Below are some records. Say how many of their lines contain the string "main", and give nothing but the number.
Exercise input below:
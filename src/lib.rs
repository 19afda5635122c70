//! # medstore_rs
//! ## Before you begin
//! This library talks to the MedStore API. You need an API key pair
//! (key and secret) for an organization, either exported as the
//! `MEDSTORE_API_KEY` / `MEDSTORE_SECRET_KEY` environment variables or stored
//! in a profile of the `~/.medstore/credentials` file written by the CLI.
//!
//! ## Description
//! **medstore_rs** is a client library in Rust for the MedStore medical
//! imaging data platform. It imports Digital Imaging and Communications in
//! Medicine (DICOM) files into remote datasets and exports stored series back
//! to disk as standard Part-10 files, moving many files at once without
//! overwhelming either end of the connection.
//!
//! The two main entry points are:
//!
//! 1. [`UploadPipeline`], which registers an import, requests presigned URLs
//!    in batches and uploads files concurrently before finalizing.
//! 2. [`ExportPipeline`], which pages through a dataset's series listing,
//!    downloads the frames of each missing series concurrently and
//!    reassembles them into DICOM files, tracked by a local manifest so
//!    re-runs only fetch what changed.
//!
//! Supporting building blocks are exposed for direct use:
//!
//! * [`ClientConfig`] and [`GraphQlClient`] for the authenticated transport.
//! * [`PaginationIterator`] for lazy cursor pagination over any listing.
//! * [`concurrency::gather_with_concurrency`] for order-preserving bounded
//!   fan-out.
//! * [`TransferClient`] and [`RetryPolicy`] for retried per-file transfers.
//!
//! ## Example
//! Import a directory of DICOM files into a dataset:
//! ```rust no_run
//! use std::path::Path;
//!
//! use medstore_rs::{ClientConfig, GraphQlClient, UploadOptions, UploadPipeline};
//!
//! #[tokio::main]
//! pub async fn main() {
//!     let config = ClientConfig::from_env().unwrap();
//!     let client = GraphQlClient::new(config).unwrap();
//!
//!     let pipeline = UploadPipeline::new(&client, "org-uuid", "brain-study").unwrap();
//!     let report = pipeline
//!         .run(Path::new("./scans"), &UploadOptions::default())
//!         .await
//!         .unwrap();
//!
//!     println!(
//!         "import {}: {}/{} files uploaded",
//!         report.import_id, report.uploaded, report.total_files
//!     );
//! }
//! ```

pub mod assemble;
pub mod client;
pub mod concurrency;
pub mod config;
pub mod error;
pub mod export;
pub mod files;
pub mod manifest;
pub mod ops;
pub mod pagination;
pub mod transfer;
pub mod upload;

pub use client::GraphQlClient;
pub use config::{ClientConfig, CredentialsFile, Profile};
pub use error::MedStoreError;
pub use export::{ExportOptions, ExportPipeline, ExportReport};
pub use manifest::{ExportManifest, SeriesRecord};
pub use pagination::PaginationIterator;
pub use transfer::{FileUpload, RetryPolicy, TransferClient};
pub use upload::{UploadOptions, UploadPipeline, UploadReport};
End of Exercise input.
Reply to the task —
3